WHAT NEEDS TO BE DONE: Go through the records below line by line, counting those that contain the word "ReactionKind"; answer with the count only.

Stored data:

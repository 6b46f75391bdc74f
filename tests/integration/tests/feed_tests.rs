//! Feed Integration Tests
//!
//! Drive the feed screen against the in-memory document store.
//!
//! Run with: cargo test -p integration-tests --test feed_tests

use findr_core::{CommentRepository, DomainError, NonEmptyText, ReactionKind};
use findr_service::{ComposerMode, FeedScreen, FeedUpdate};
use integration_tests::{texts, TestApp};

// ============================================================================
// Posts
// ============================================================================

#[tokio::test]
async fn test_blank_post_makes_no_write() {
    let app = TestApp::start().expect("Failed to start app");
    let mut feed = app.feed().await;
    let writes = app.store.write_count();

    for blank in texts::BLANKS {
        let created = feed.create_post(blank).await.expect("blank create failed");
        assert!(created.is_none());
    }

    assert_eq!(app.store.write_count(), writes);
    assert_eq!(app.store.document_count(app.statuses()), 0);
    assert!(feed.drain().is_empty());
}

#[tokio::test]
async fn test_create_post_stores_one_fresh_record() {
    let app = TestApp::start().expect("Failed to start app");
    let mut feed = app.feed().await;
    assert!(feed.is_empty());

    let id = feed
        .create_post("  Hello world  ")
        .await
        .expect("create failed")
        .expect("post not created");

    assert_eq!(app.store.document_count(app.statuses()), 1);
    assert_eq!(feed.drain(), vec![FeedUpdate::Posts { count: 1 }]);

    let post = feed.post(id).expect("post missing from feed");
    assert_eq!(post.text, "Hello world");
    assert!(post.reactions.is_empty());
    assert_eq!(post.comments_count, 0);
    assert!(!post.is_edited());
}

#[tokio::test]
async fn test_feed_is_newest_first() {
    let app = TestApp::start().expect("Failed to start app");
    let mut feed = app.feed().await;

    let first = feed.create_post("first").await.unwrap().unwrap();
    let second = feed.create_post("second").await.unwrap().unwrap();
    let third = feed.create_post("third").await.unwrap().unwrap();
    feed.drain();

    let ids: Vec<_> = feed.posts().iter().map(|post| post.id).collect();
    assert_eq!(ids, vec![third, second, first]);
}

#[tokio::test]
async fn test_composer_edit_flow() {
    let app = TestApp::start().expect("Failed to start app");
    let mut feed = app.feed().await;

    feed.open_composer();
    feed.set_draft("Original");
    assert!(feed.save_draft().await.expect("save failed"));
    assert!(!feed.composer().visible);
    feed.drain();

    let post = feed.posts()[0].clone();
    feed.open_editor(&post);
    assert_eq!(feed.composer().mode, ComposerMode::Edit(post.id));
    assert_eq!(feed.composer().draft, "Original");

    // Blank edits keep the composer open and write nothing
    feed.set_draft("   ");
    let writes = app.store.write_count();
    assert!(!feed.save_draft().await.expect("blank save failed"));
    assert!(feed.composer().visible);
    assert_eq!(app.store.write_count(), writes);

    feed.set_draft("Edited");
    assert!(feed.save_draft().await.expect("save failed"));
    feed.drain();

    let edited = feed.post(post.id).expect("post missing");
    assert_eq!(edited.text, "Edited");
    assert!(edited.is_edited());
    assert_eq!(edited.created_at, post.created_at);
}

#[tokio::test]
async fn test_reactions_accumulate() {
    let app = TestApp::start().expect("Failed to start app");
    let mut feed = app.feed().await;
    let id = feed.create_post("React to me").await.unwrap().unwrap();

    for _ in 0..5 {
        feed.react(id, ReactionKind::Love).await.expect("react failed");
    }
    feed.react(id, ReactionKind::Laugh).await.expect("react failed");
    feed.drain();

    let post = feed.post(id).expect("post missing");
    assert_eq!(FeedScreen::reaction_count(post, ReactionKind::Love), 5);
    assert_eq!(FeedScreen::reaction_count(post, ReactionKind::Laugh), 1);
    assert_eq!(FeedScreen::reaction_count(post, ReactionKind::Like), 0);
}

#[tokio::test]
async fn test_react_on_missing_post_alerts() {
    let app = TestApp::start().expect("Failed to start app");
    let mut feed = app.feed().await;
    let id = feed.create_post("Short lived").await.unwrap().unwrap();
    app.store.delete(app.statuses(), id).expect("delete failed");

    let err = feed.react(id, ReactionKind::Like).await.unwrap_err();
    assert_eq!(err.error_code(), "NOT_FOUND");
    let alert = app.shell.last_alert().expect("no alert shown");
    assert_eq!(alert.title, "Error");
    assert!(alert.message.starts_with("No document to update:"));
}

// ============================================================================
// Menu and delete
// ============================================================================

#[tokio::test]
async fn test_delete_clears_thread_and_menu() {
    let app = TestApp::start().expect("Failed to start app");
    let mut feed = app.feed().await;
    let id = feed.create_post("Doomed").await.unwrap().unwrap();
    feed.drain();

    feed.toggle_menu(id);
    assert_eq!(feed.open_menu(), Some(id));
    feed.toggle_comments(id);
    feed.add_comment("first!").await.unwrap();
    feed.drain();
    assert_eq!(feed.comments().len(), 1);
    assert_eq!(app.store.listener_count(app.comments()), 1);

    feed.delete_post(id).await.expect("delete failed");

    assert_eq!(feed.active_thread(), None);
    assert_eq!(feed.open_menu(), None);
    assert!(feed.comments().is_empty());
    assert_eq!(app.store.listener_count(app.comments()), 0);

    feed.drain();
    assert!(feed.is_empty());
}

// ============================================================================
// Comment threads
// ============================================================================

#[tokio::test]
async fn test_one_thread_at_a_time() {
    let app = TestApp::start().expect("Failed to start app");
    let mut feed = app.feed().await;
    let a = feed.create_post("A").await.unwrap().unwrap();
    let b = feed.create_post("B").await.unwrap().unwrap();
    feed.drain();

    feed.toggle_comments(a);
    feed.add_comment("on A").await.unwrap();
    feed.drain();
    assert_eq!(feed.comments().len(), 1);

    feed.toggle_comments(b);
    assert_eq!(feed.active_thread(), Some(b));
    assert!(feed.comments().is_empty());
    assert_eq!(app.store.listener_count(app.comments()), 1);

    // A's thread keeps changing but nothing reaches the screen
    let text = NonEmptyText::parse("late comment on A").expect("blank text");
    app.ctx()
        .comment_repo()
        .create(a, &text)
        .await
        .expect("comment failed");

    let updates = feed.drain();
    assert!(updates.iter().all(|update| !matches!(
        update,
        FeedUpdate::Comments { status_id, .. } | FeedUpdate::CommentsFailed { status_id, .. }
            if *status_id == a
    )));
    assert!(feed.comments().iter().all(|comment| comment.belongs_to(b)));
    assert!(feed.comments().is_empty());
}

#[tokio::test]
async fn test_toggle_same_thread_closes_it() {
    let app = TestApp::start().expect("Failed to start app");
    let mut feed = app.feed().await;
    let id = feed.create_post("Toggle").await.unwrap().unwrap();

    feed.toggle_comments(id);
    feed.set_comment_draft("half written");
    feed.toggle_comments(id);

    assert_eq!(feed.active_thread(), None);
    assert_eq!(feed.comment_draft(), "");
    assert_eq!(app.store.listener_count(app.comments()), 0);
}

#[tokio::test]
async fn test_comment_without_open_thread_is_ignored() {
    let app = TestApp::start().expect("Failed to start app");
    let mut feed = app.feed().await;
    feed.create_post("Lonely").await.unwrap();
    let writes = app.store.write_count();

    assert!(feed.add_comment("hello?").await.unwrap().is_none());
    assert_eq!(app.store.write_count(), writes);
}

#[tokio::test]
async fn test_comment_stored_but_count_fails() {
    let app = TestApp::start().expect("Failed to start app");
    let mut feed = app.feed().await;
    let id = feed.create_post("Gone soon").await.unwrap().unwrap();
    feed.drain();
    feed.toggle_comments(id);

    // Deleted elsewhere while the thread is open
    app.store.delete(app.statuses(), id).expect("delete failed");

    let err = feed.add_comment("orphan").await.unwrap_err();
    assert_eq!(err.error_code(), "NOT_FOUND");
    assert_eq!(app.store.document_count(app.comments()), 1);
    assert_eq!(app.shell.last_alert().expect("no alert").title, "Error");
}

#[tokio::test]
async fn test_submit_comment_keeps_draft_on_failure() {
    let app = TestApp::start().expect("Failed to start app");
    let mut feed = app.feed().await;
    let id = feed.create_post("Offline").await.unwrap().unwrap();
    feed.toggle_comments(id);
    feed.set_comment_draft("not yet");

    app.store.set_available(false);
    assert!(feed.submit_comment().await.is_err());
    assert_eq!(feed.comment_draft(), "not yet");

    app.store.set_available(true);
    assert!(feed.submit_comment().await.unwrap().is_some());
    assert_eq!(feed.comment_draft(), "");
}

// ============================================================================
// Live deliveries
// ============================================================================

#[tokio::test]
async fn test_feed_error_keeps_last_list() {
    let app = TestApp::start().expect("Failed to start app");
    let mut feed = app.feed().await;
    feed.create_post("Keep me").await.unwrap();
    feed.drain();

    let error = DomainError::Unavailable("listen stream reset".to_string());
    app.store.fail_listeners(app.statuses(), error.clone());

    assert_eq!(
        feed.drain(),
        vec![FeedUpdate::FeedFailed(error), FeedUpdate::FeedClosed]
    );
    assert_eq!(feed.posts().len(), 1);
    assert!(!feed.is_loading());
    assert!(!feed.is_subscribed());
    assert!(app.shell.alerts().is_empty());

    assert_eq!(feed.next_update().await, None);
    assert_eq!(feed.posts().len(), 1);
}

#[tokio::test]
async fn test_feeds_stay_in_sync_across_screens() {
    let app = TestApp::start().expect("Failed to start app");
    let mut mine = app.feed().await;
    let mut theirs = app.feed().await;

    let id = mine.create_post("Shared").await.unwrap().unwrap();
    theirs.react(id, ReactionKind::Like).await.unwrap();
    theirs.toggle_comments(id);
    theirs.add_comment("Nice").await.unwrap();

    mine.drain();
    theirs.drain();

    let post = mine.post(id).expect("post missing");
    assert_eq!(post.reaction_count(ReactionKind::Like), 1);
    assert_eq!(post.comments_count, 1);
    assert_eq!(mine.posts(), theirs.posts());
    assert_eq!(theirs.comments().len(), 1);
}

#[tokio::test]
async fn test_unmount_releases_listeners() {
    let app = TestApp::start().expect("Failed to start app");
    {
        let mut feed = app.feed().await;
        let id = feed.create_post("Bye").await.unwrap().unwrap();
        feed.toggle_comments(id);
        assert_eq!(app.store.listener_count(app.statuses()), 1);
        assert_eq!(app.store.listener_count(app.comments()), 1);
    }
    assert_eq!(app.store.listener_count(app.statuses()), 0);
    assert_eq!(app.store.listener_count(app.comments()), 0);
}

// ============================================================================
// Scenario
// ============================================================================

#[tokio::test]
async fn test_paris_trip_scenario() {
    let app = TestApp::start().expect("Failed to start app");
    let mut feed = app.feed().await;

    feed.open_composer();
    feed.set_draft(texts::PARIS_TRIP);
    assert!(feed.save_draft().await.unwrap());
    feed.drain();
    let id = feed.posts()[0].id;

    feed.react(id, ReactionKind::Like).await.unwrap();
    feed.toggle_comments(id);
    feed.set_comment_draft(texts::BEAUTIFUL);
    feed.submit_comment().await.unwrap();
    feed.drain();

    let post = feed.post(id).expect("post missing");
    assert_eq!(post.text, texts::PARIS_TRIP);
    assert_eq!(post.reaction_count(ReactionKind::Like), 1);
    assert_eq!(post.comments_count, 1);
    assert_eq!(feed.comments().len(), 1);
    assert_eq!(feed.comments()[0].text, texts::BEAUTIFUL);

    feed.delete_post(id).await.unwrap();
    feed.drain();
    assert!(feed.is_empty());
    assert_eq!(feed.active_thread(), None);
    assert!(app.shell.alerts().is_empty());
}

OUTPUT OF THE TASK: 11